A major talking point of trickle-down economics, conservative "entitlement" reforms, and the fabulously wealthy themselves is that the government need not be in the business of helping the hungry, the sick, the poor, those that cannot afford an education or retirement or any of the rest of it because, fear not—charity will pick up the slack.
Indeed, wealthy Americans often opine that if they were taxed the same amount their families were taxed before St. Ronald Reagan broke their chains and the next half-century of federal budgets, well, that would be less money that they would have to give to charity. Why do you hate the photogenic orphans and chemo patients, you monsters?
You might be surprised, then, to learn that, just as has been the case throughout all of history, the fabulously wealthy do not actually tend to give all that much to charity. Look, there's a chart.
Leaving out the two outliers among the top 20, Warren Buffett and Bill Gates, who gave away 3% of their wealth last year, the rest of the American rich aren't doing so well. In fact, they roundly suck at this charity thing: The non-Gates-and-Buffett version averages out at 0.3%.
Jeff Bezos, Sheldon Adelson, and David Koch? 0.1%. The Walton family? 0.4%. Michael Bloomberg, now entering the race to put a damper on this whole tax Wall Street nonsense? A whopping 1.5%.
All of this adds up to, excluding Gates and Buffett, less than $3 billion in giving from the 18 people most able to afford solid-gold airplanes (and, of course, solid-gold lobbyists). $3 billion is a lot, but $3 billion is an absolute pittance compared to amount those same individuals have saved in taxes due to robust efforts by the ultrarich to make sure nobody expects the same patriotic contributions that were regularly expected of their own parents.
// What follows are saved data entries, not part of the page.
//! Listing-site extraction engine.

mod cards;
mod criteria;
mod engine;
mod fields;
mod pacing;

pub use cards::{
    collect_cards, job_id_from_class, read_card, resolve_url, JobCard, RESULTS_CONTAINER,
};
pub use criteria::{
    job_type_checkbox_id, salary_menu_label, LocationFilter, Recency, SearchCriteria,
};
pub use engine::{JobSearcher, SearchSummary};
pub use fields::{
    clean_title, extract_detail, first_match, job_type_from_combo, join_unique, DetailExtraction,
    Strategy, DETAIL_PANE, PANE_TITLE,
};
pub use pacing::{DelayBand, Pacer};
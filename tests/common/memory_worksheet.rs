//! In-memory [`Worksheet`] with injectable failures.

use async_trait::async_trait;
use jobscout::sheets::{SheetsError, Worksheet};
use std::collections::VecDeque;
use std::sync::Mutex;

#[derive(Default)]
struct SheetState {
    rows: Vec<Vec<String>>,
    read_failures: VecDeque<SheetsError>,
    /// Failures keyed by the number of successful writes they wait for.
    write_failures: Vec<(usize, SheetsError)>,
    writes: usize,
    reads: usize,
    inserts: usize,
    appends: usize,
    updates: usize,
}

#[derive(Default)]
pub struct MemoryWorksheet {
    state: Mutex<SheetState>,
}

impl MemoryWorksheet {
    pub fn new() -> Self {
        Self::default()
    }

    pub fn with_rows(rows: Vec<Vec<String>>) -> Self {
        let sheet = Self::default();
        sheet.state.lock().unwrap().rows = rows;
        sheet
    }

    pub fn rows(&self) -> Vec<Vec<String>> {
        self.state.lock().unwrap().rows.clone()
    }

    /// Overwrite one cell; `row_number` is 1-based, `column` 0-based.
    pub fn set_cell(&self, row_number: usize, column: usize, value: &str) {
        let mut state = self.state.lock().unwrap();
        let row = &mut state.rows[row_number - 1];
        if row.len() <= column {
            row.resize(column + 1, String::new());
        }
        row[column] = value.to_string();
    }

    /// The next read fails with `error`.
    pub fn fail_next_read(&self, error: SheetsError) {
        self.state.lock().unwrap().read_failures.push_back(error);
    }

    /// The next write (insert, append or update) fails with `error` and
    /// leaves the sheet untouched.
    pub fn fail_next_write(&self, error: SheetsError) {
        self.fail_write_after(0, error);
    }

    /// Let `successful` more writes through, then fail the one after.
    pub fn fail_write_after(&self, successful: usize, error: SheetsError) {
        let mut state = self.state.lock().unwrap();
        let at = state.writes + successful;
        state.write_failures.push((at, error));
    }

    pub fn reads(&self) -> usize {
        self.state.lock().unwrap().reads
    }

    pub fn appends(&self) -> usize {
        self.state.lock().unwrap().appends
    }

    pub fn updates(&self) -> usize {
        self.state.lock().unwrap().updates
    }

    pub fn inserts(&self) -> usize {
        self.state.lock().unwrap().inserts
    }

    /// Cell value by 1-based row and header name.
    pub fn cell(&self, row_number: usize, header: &str) -> Option<String> {
        let state = self.state.lock().unwrap();
        let column = state.rows.first()?.iter().position(|h| h == header)?;
        state.rows.get(row_number - 1)?.get(column).cloned()
    }

    /// 1-based row number of the row whose first cell is `job_id`.
    pub fn row_of(&self, job_id: &str) -> Option<usize> {
        let state = self.state.lock().unwrap();
        state
            .rows
            .iter()
            .position(|row| row.first().map(String::as_str) == Some(job_id))
            .map(|idx| idx + 1)
    }
}

impl SheetState {
    fn take_write_failure(&mut self) -> Option<SheetsError> {
        let writes = self.writes;
        let pos = self.write_failures.iter().position(|(at, _)| *at == writes)?;
        Some(self.write_failures.remove(pos).1)
    }
}

#[async_trait]
impl Worksheet for MemoryWorksheet {
    async fn read_all(&self) -> Result<Vec<Vec<String>>, SheetsError> {
        let mut state = self.state.lock().unwrap();
        if let Some(error) = state.read_failures.pop_front() {
            return Err(error);
        }
        state.reads += 1;
        Ok(state.rows.clone())
    }

    async fn insert_row(&self, row_number: usize, values: &[String]) -> Result<(), SheetsError> {
        let mut state = self.state.lock().unwrap();
        if let Some(error) = state.take_write_failure() {
            return Err(error);
        }
        state.inserts += 1;
        state.writes += 1;
        let at = (row_number - 1).min(state.rows.len());
        state.rows.insert(at, values.to_vec());
        Ok(())
    }

    async fn append_row(&self, values: &[String]) -> Result<(), SheetsError> {
        let mut state = self.state.lock().unwrap();
        if let Some(error) = state.take_write_failure() {
            return Err(error);
        }
        state.appends += 1;
        state.writes += 1;
        state.rows.push(values.to_vec());
        Ok(())
    }

    async fn update_row(&self, row_number: usize, values: &[String]) -> Result<(), SheetsError> {
        let mut state = self.state.lock().unwrap();
        if let Some(error) = state.take_write_failure() {
            return Err(error);
        }
        let Some(row) = state.rows.get_mut(row_number - 1) else {
            return Err(SheetsError::Api {
                status: 400,
                message: format!("row {} is out of range", row_number),
            });
        };
        if row.len() < values.len() {
            row.resize(values.len(), String::new());
        }
        row[..values.len()].clone_from_slice(values);
        state.updates += 1;
        state.writes += 1;
        Ok(())
    }
}
//! Scoring engine: rates unscored postings against the candidate's profile
//! and resume.

mod engine;
mod prompt;
mod response;
mod retry;

pub use engine::{worker_count, JobScorer, ScoringSettings, ScoringSummary};
pub use prompt::build_prompt;
pub use response::{
    clean_response, format_reason, parse_score_response, ScoreParseError, ScoreResult,
};
pub use retry::{AttemptFailure, RetryPolicy};
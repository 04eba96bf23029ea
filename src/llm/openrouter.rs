//! OpenRouter backend (OpenAI-compatible chat completions).

use super::provider::{non_blank, GenerationOptions, LlmError, LlmProvider};
use async_trait::async_trait;
use reqwest::Client;
use serde::{Deserialize, Serialize};
use tracing::debug;

pub const DEFAULT_OPENROUTER_URL: &str = "https://openrouter.ai/api/v1";
pub const DEFAULT_OPENROUTER_MODEL: &str = "meta-llama/llama-4-scout:free";
pub const OPENROUTER_API_KEY_ENV: &str = "OPENROUTER_API_KEY";

pub struct OpenRouterProvider {
    client: Client,
    base_url: String,
    model: String,
    api_key: String,
    options: GenerationOptions,
}

impl OpenRouterProvider {
    pub fn new(
        base_url: impl Into<String>,
        model: impl Into<String>,
        api_key: impl Into<String>,
        options: GenerationOptions,
    ) -> Self {
        Self {
            client: Client::new(),
            base_url: base_url.into().trim_end_matches('/').to_string(),
            model: model.into(),
            api_key: api_key.into(),
            options,
        }
    }
}

#[async_trait]
impl LlmProvider for OpenRouterProvider {
    fn name(&self) -> &str {
        "openrouter"
    }

    fn model(&self) -> &str {
        &self.model
    }

    async fn generate(&self, prompt: &str) -> Result<Option<String>, LlmError> {
        let url = format!("{}/chat/completions", self.base_url);

        let request = ChatRequest {
            model: &self.model,
            messages: vec![ChatMessage {
                role: "user".to_string(),
                content: Some(prompt.to_string()),
            }],
            temperature: self.options.temperature,
            max_tokens: self.options.max_tokens,
        };

        debug!(model = %self.model, "Sending chat completion request to OpenRouter");

        let response = self
            .client
            .post(&url)
            .bearer_auth(&self.api_key)
            .json(&request)
            .timeout(self.options.timeout)
            .send()
            .await
            .map_err(LlmError::from_reqwest)?;

        if !response.status().is_success() {
            return Err(LlmError::from_status(response).await);
        }

        let completion: ChatResponse = response.json().await.map_err(|e| {
            LlmError::InvalidResponse(format!("Failed to parse OpenRouter response: {}", e))
        })?;

        Ok(first_choice_content(completion))
    }
}

fn first_choice_content(completion: ChatResponse) -> Option<String> {
    completion
        .choices
        .into_iter()
        .next()
        .and_then(|choice| choice.message.content)
        .and_then(non_blank)
}

// ============================================================================
// OpenAI API types
// ============================================================================

#[derive(Debug, Serialize)]
struct ChatRequest<'a> {
    model: &'a str,
    messages: Vec<ChatMessage>,
    temperature: f32,
    #[serde(skip_serializing_if = "Option::is_none")]
    max_tokens: Option<u32>,
}

#[derive(Debug, Serialize, Deserialize)]
struct ChatMessage {
    role: String,
    content: Option<String>,
}

#[derive(Debug, Deserialize)]
struct ChatResponse {
    #[serde(default)]
    choices: Vec<ChatChoice>,
}

#[derive(Debug, Deserialize)]
struct ChatChoice {
    message: ChatMessage,
}
mod models;
mod schema;
mod store;
mod trait_def;

pub use models::{
    format_timestamp, now_timestamp, parse_timestamp, JobRecord, JobStats, NewJob, SyncRow,
    SyncSnapshot, UnscoredJob, SYNC_COLUMNS, TIMESTAMP_FORMAT,
};
pub use store::{SqliteJobStore, MAX_SCORE};
pub use trait_def::JobStore;
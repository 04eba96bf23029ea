//! Browser automation layer.
//!
//! The extraction engine only talks to the [`Page`] trait; [`CdpPage`] is the
//! production implementation that attaches to an already running Chromium.

mod cdp;
mod driver;

pub use cdp::CdpPage;
pub use driver::{DriverError, ElementHandle, Page, WaitState};
//! JobStore trait definition.

use super::models::{JobRecord, JobStats, NewJob, SyncSnapshot, UnscoredJob};
use anyhow::Result;
use chrono::NaiveDateTime;

/// Trait for job storage backends.
///
/// Every stage of the pipeline shares this store and nothing else, so the
/// contract here is what keeps extraction, scoring and sync consistent.
pub trait JobStore: Send + Sync {
    // =========================================================================
    // Ingestion
    // =========================================================================

    /// Insert a new posting. A second insert with the same `job_id` is a
    /// silent no-op: the first stored values are kept.
    ///
    /// Returns true if a row was actually written.
    fn insert_or_ignore(&self, job: &NewJob) -> Result<bool>;

    /// Whether a posting with this identifier is already stored.
    fn exists(&self, job_id: &str) -> Result<bool>;

    /// Full record lookup.
    fn get(&self, job_id: &str) -> Result<Option<JobRecord>>;

    // =========================================================================
    // Scoring
    // =========================================================================

    /// Records missing either score, in insertion order.
    fn get_unscored(&self, limit: usize, offset: usize) -> Result<Vec<UnscoredJob>>;

    /// Write both scores and the combined reason together, advancing
    /// `date_updated`. Returns false when no record has this identifier.
    fn update_scores(
        &self,
        job_id: &str,
        match_score: u8,
        likelihood_score: u8,
        reason: &str,
    ) -> Result<bool>;

    // =========================================================================
    // Sync
    // =========================================================================

    /// Header row and every record, for the spreadsheet reconciler.
    fn get_all_for_sync(&self) -> Result<SyncSnapshot>;

    /// Advance the sync watermark for one record to `synced_at`.
    fn update_last_synced(&self, job_id: &str, synced_at: NaiveDateTime) -> Result<()>;

    // =========================================================================
    // Statistics
    // =========================================================================

    fn get_stats(&self) -> Result<JobStats>;
}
Even this is putting a better spin on the American obsession with charity-over-actual-support than it deserves. The problem with charity, of course, is that it relies on you being the photogenic, appealing hospital patient, not the unnoticed one three beds over who has a disease not currently the focus of the nation's charitable moods. It presumes not only that each charitable giver is picking and choosing who among America's hungry gets fed and who does not of unfortunate necessity, but that each giver is entitled to make those determinations—based on, in the case of religious charities, whom God likes and whom God doesn't. And so on.
But that's neither here nor there. Definitively, according to the numbers, wealthy Americans aren't just stiffing their nation on the same taxes that the rest of us are expected to pay. They're also stingy in their voluntary assistance which makes perfect sense. The people who are good at giving their assistance to those in need do not, after all, end up at the top of the list of the most wealthy Americans to begin with.